Data from the federal Centers for Disease Control and Prevention’s National Intimate Partner and Sexual Violence Survey from 2023-24 showed about 34% of women and 17% of men experienced physical or sexual violence or stalking by an intimate partner. Those figures could be higher because of hesitance to report incidents of abuse. States with high rates of violence include many with near-total abortion bans, including Arkansas, Indiana, Oklahoma, Tennessee and West Virginia — meaning residents who are victims of reproductive coercion have less access to abortion medication.

Pregnancy is a time of heightened risk in a relationship with domestic abuse, according to research, and intimate partner violence is a leading non-obstetric related cause of death among pregnant and postpartum women. Those risks are highest among Black and Indigenous people in the United States.

Reproductive coercion 

The lawsuit over mifepristone access includes Louisiana resident Rosalie Markezich as a plaintiff, who says the availability of the drug without an in-clinic visit allowed her boyfriend to order the pills in 2023 and pressure her to take them. In her written statement in the case, Markezich said the pressure caused ongoing trauma, and that if she’d had to see a doctor beforehand, she could have told the provider she didn’t want an abortion and the pills would never have been prescribed.

Anti-abortion groups, including Susan B. Anthony Pro-Life America and Family Research Council, submitted amicus briefs to the U.S. Supreme Court about the type of coercion Markezich said she experienced. The telehealth option prevents in-person screenings for coercion, Susan B. Anthony Pro-Life America said, and the in-person requirement provided “a line of defense” against reproductive coercion. Family Research Council also argued that because the FDA’s initial approval of the telehealth provision did not include a thorough study of how it could be used for coercion, it should be struck down.

Liz Tobin-Tyler, professor of health services, policy and practice at the Brown University School of Public Health, said people in abusive relationships very commonly experience what researchers call reproductive coercion. According to the American College of Obstetricians and Gynecologists, that includes situations in which a partner tries to control when and how pregnancy occurs, either by intentionally causing a pregnancy or forcing someone to end it, as with Markezich.

Coercion can also occur when a partner interferes with contraceptive methods, such as trying to force the use of a certain method or intentionally failing to use contraception. Tobin-Tyler said sometimes the abusive partner attends medical appointments to try to influence decisions related to birth control and other medical care discussions.

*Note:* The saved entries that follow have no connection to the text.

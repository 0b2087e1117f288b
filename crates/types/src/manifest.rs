//! File manifests and asset roots: the content-addressed metadata layer.
//!
//! A `FileManifest` describes one chunked file; an `AssetRoot` bundles the
//! original file with derived renditions and is the unit payments and
//! bounties attach to. Both hash through the canonical codec, so field
//! layout here is consensus-critical.

use crate::cid::{cid_from_value, Hex32};
use crate::codec::Value;
use crate::constants::{MAX_ASSET_VARIANTS, MAX_MANIFEST_BLOCKS};
use crate::error::{CodecError, ContentError};
use serde::{Deserialize, Serialize};

/// Ordered block list plus integrity metadata for one file. Version 1.
#[derive(Debug, Clone, PartialEq, Eq, Serialize, Deserialize)]
pub struct FileManifest {
    pub version: u8,
    pub chunk_size: u32,
    /// Total file size in bytes.
    pub size: u64,
    /// Ordered block CIDs; length 1..=`MAX_MANIFEST_BLOCKS`.
    pub blocks: Vec<Hex32>,
    /// Binary Merkle root over `blocks`.
    pub merkle_root: Hex32,
    #[serde(default, skip_serializing_if = "Option::is_none")]
    pub mime: Option<String>,
}

impl FileManifest {
    pub fn validate(&self) -> Result<(), ContentError> {
        if self.blocks.is_empty() {
            return Err(ContentError::EmptyManifest);
        }
        if self.blocks.len() > MAX_MANIFEST_BLOCKS {
            return Err(ContentError::TooManyBlocks(self.blocks.len()));
        }
        if self.chunk_size == 0 {
            return Err(ContentError::ChunkSizeZero);
        }
        Ok(())
    }

    pub fn canonical_value(&self) -> Value {
        let mut entries = vec![
            ("version", Value::from(self.version)),
            ("chunk_size", Value::from(self.chunk_size)),
            ("size", Value::from(self.size)),
            (
                "blocks",
                Value::Array(self.blocks.iter().map(|b| Value::from(*b)).collect()),
            ),
            ("merkle_root", Value::from(self.merkle_root)),
        ];
        if let Some(mime) = &self.mime {
            entries.push(("mime", Value::text(mime.clone())));
        }
        Value::map(entries)
    }

    /// `file_root`: content ID of the canonical manifest.
    pub fn file_root(&self) -> Result<Hex32, CodecError> {
        cid_from_value(&self.canonical_value())
    }
}

/// The broad media category of an asset.
#[derive(Debug, Clone, Copy, PartialEq, Eq, Serialize, Deserialize)]
#[serde(rename_all = "UPPERCASE")]
pub enum AssetKind {
    Text,
    Image,
    Audio,
    Video,
    File,
}

impl AssetKind {
    fn canonical_str(self) -> &'static str {
        match self {
            Self::Text => "TEXT",
            Self::Image => "IMAGE",
            Self::Audio => "AUDIO",
            Self::Video => "VIDEO",
            Self::File => "FILE",
        }
    }
}

/// Reference to one stored file.
#[derive(Debug, Clone, PartialEq, Eq, Serialize, Deserialize)]
pub struct FileRef {
    pub file_root: Hex32,
    pub size: u64,
    #[serde(default, skip_serializing_if = "Option::is_none")]
    pub mime: Option<String>,
}

impl FileRef {
    fn canonical_value(&self) -> Value {
        let mut entries = vec![
            ("file_root", Value::from(self.file_root)),
            ("size", Value::from(self.size)),
        ];
        if let Some(mime) = &self.mime {
            entries.push(("mime", Value::text(mime.clone())));
        }
        Value::map(entries)
    }
}

/// A derived rendition of the original file (e.g. a transcode).
#[derive(Debug, Clone, PartialEq, Eq, Serialize, Deserialize)]
pub struct VariantRef {
    /// Rendition label, e.g. "720p" or "waveform".
    pub label: String,
    pub file_root: Hex32,
    pub size: u64,
    #[serde(default, skip_serializing_if = "Option::is_none")]
    pub mime: Option<String>,
}

impl VariantRef {
    fn canonical_value(&self) -> Value {
        let mut entries = vec![
            ("label", Value::text(self.label.clone())),
            ("file_root", Value::from(self.file_root)),
            ("size", Value::from(self.size)),
        ];
        if let Some(mime) = &self.mime {
            entries.push(("mime", Value::text(mime.clone())));
        }
        Value::map(entries)
    }
}

/// Integrity metadata carried alongside an asset.
#[derive(Debug, Clone, PartialEq, Eq, Serialize, Deserialize)]
pub struct AssetMeta {
    /// Digest of the original, un-chunked file bytes.
    pub sha256_original: Hex32,
    #[serde(default, skip_serializing_if = "Option::is_none")]
    pub width: Option<u32>,
    #[serde(default, skip_serializing_if = "Option::is_none")]
    pub height: Option<u32>,
    #[serde(default, skip_serializing_if = "Option::is_none")]
    pub duration_ms: Option<u64>,
    #[serde(default, skip_serializing_if = "Option::is_none")]
    pub original_name: Option<String>,
}

impl AssetMeta {
    fn canonical_value(&self) -> Value {
        let mut entries = vec![("sha256_original", Value::from(self.sha256_original))];
        if let Some(w) = self.width {
            entries.push(("width", Value::from(w)));
        }
        if let Some(h) = self.height {
            entries.push(("height", Value::from(h)));
        }
        if let Some(d) = self.duration_ms {
            entries.push(("duration_ms", Value::from(d)));
        }
        if let Some(n) = &self.original_name {
            entries.push(("original_name", Value::text(n.clone())));
        }
        Value::map(entries)
    }
}

/// The economic attachment point: original file plus renditions. Version 1.
#[derive(Debug, Clone, PartialEq, Eq, Serialize, Deserialize)]
pub struct AssetRoot {
    pub version: u8,
    pub kind: AssetKind,
    pub original: FileRef,
    #[serde(default)]
    pub variants: Vec<VariantRef>,
    #[serde(default, skip_serializing_if = "Option::is_none")]
    pub poster: Option<FileRef>,
    #[serde(default, skip_serializing_if = "Option::is_none")]
    pub thumbs: Option<Vec<FileRef>>,
    pub meta: AssetMeta,
}

impl AssetRoot {
    pub fn validate(&self) -> Result<(), ContentError> {
        if self.variants.len() > MAX_ASSET_VARIANTS {
            return Err(ContentError::TooManyBlocks(self.variants.len()));
        }
        Ok(())
    }

    pub fn canonical_value(&self) -> Value {
        let mut entries = vec![
            ("version", Value::from(self.version)),
            ("kind", Value::text(self.kind.canonical_str())),
            ("original", self.original.canonical_value()),
            (
                "variants",
                Value::Array(self.variants.iter().map(|v| v.canonical_value()).collect()),
            ),
            ("meta", self.meta.canonical_value()),
        ];
        if let Some(poster) = &self.poster {
            entries.push(("poster", poster.canonical_value()));
        }
        if let Some(thumbs) = &self.thumbs {
            entries.push((
                "thumbs",
                Value::Array(thumbs.iter().map(|t| t.canonical_value()).collect()),
            ));
        }
        Value::map(entries)
    }

    /// `asset_root`: content ID of the canonical asset.
    pub fn asset_root(&self) -> Result<Hex32, CodecError> {
        cid_from_value(&self.canonical_value())
    }
}

#[cfg(test)]
mod tests {
    use super::*;
    use crate::cid::cid_from_bytes;

    fn manifest() -> FileManifest {
        FileManifest {
            version: 1,
            chunk_size: 262_144,
            size: 5,
            blocks: vec![cid_from_bytes(b"hello")],
            merkle_root: cid_from_bytes(b"hello"),
            mime: Some("text/plain".into()),
        }
    }

    #[test]
    fn file_root_is_stable_across_clones() {
        let m = manifest();
        assert_eq!(m.file_root().unwrap(), m.clone().file_root().unwrap());
    }

    #[test]
    fn mime_presence_changes_the_root() {
        let with = manifest();
        let mut without = manifest();
        without.mime = None;
        assert_ne!(with.file_root().unwrap(), without.file_root().unwrap());
    }

    #[test]
    fn manifest_validation_bounds_blocks() {
        let mut m = manifest();
        m.blocks.clear();
        assert!(matches!(m.validate(), Err(ContentError::EmptyManifest)));
    }

    #[test]
    fn asset_root_covers_variants() {
        let base = AssetRoot {
            version: 1,
            kind: AssetKind::Image,
            original: FileRef {
                file_root: cid_from_bytes(b"orig"),
                size: 100,
                mime: Some("image/png".into()),
            },
            variants: vec![],
            poster: None,
            thumbs: None,
            meta: AssetMeta {
                sha256_original: cid_from_bytes(b"raw"),
                width: Some(640),
                height: Some(480),
                duration_ms: None,
                original_name: None,
            },
        };
        let mut with_variant = base.clone();
        with_variant.variants.push(VariantRef {
            label: "thumb".into(),
            file_root: cid_from_bytes(b"thumb"),
            size: 10,
            mime: None,
        });
        assert_ne!(
            base.asset_root().unwrap(),
            with_variant.asset_root().unwrap()
        );
    }

    #[test]
    fn manifest_serde_roundtrip() {
        let m = manifest();
        let json = serde_json::to_string(&m).unwrap();
        let back: FileManifest = serde_json::from_str(&json).unwrap();
        assert_eq!(back, m);
        assert_eq!(back.file_root().unwrap(), m.file_root().unwrap());
    }
}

“It all comes back to that aspect of control,” she said.

Robin Turner, Montana director at gender equity organization Legal Voice, said what happened to Markezich was terrible, but that Louisiana could prosecute Markezich’s partner under existing laws, including harm induced by drugs. She said reinstating the in-person requirement for mifepristone would harm many other people because it would apply nationwide.

“It’s not a reasonable or proportional way to address what happened to the client,” Turner said. “We have to take what happened to the plaintiff seriously — and understand that taking that (access) away is not effective.”

Turner co-authored a brief for Legal Voice submitted to the U.S. Supreme Court during the emergency appeal proceedings that centered on the importance of access to mifepristone for people in relationships marked by domestic violence.

“A lot of what being in these relationships is about is your world getting smaller, and we don’t want our systems to imitate the dynamics of abuse. But that’s what happens when the government takes away the access to the healthcare that they need,” Turner told Stateline.

Safety planning for hotline callers

Kaelah Oberdorf, 24, said she was on birth control when she discovered she was pregnant in 2023 in upstate New York.

She was in an emotionally abusive relationship, struggling financially and still recovering from the postpartum depression she experienced after having her first child when she was 20, despite thinking that she couldn’t get pregnant because of a medical condition. The depression was so severe she had to be hospitalized. She decided that ending the pregnancy was the right thing to do for her mental health and the daughter she already had.

“I didn’t want to be tied to him for life, I didn’t want my daughter, or any of my children, to be tied to him for life,” said Oberdorf, who now lives in Georgia. “I already had a living child who did not need to be kept in that situation, and if I’d had another one, even if I left him, I mentally would not have been able to handle it.”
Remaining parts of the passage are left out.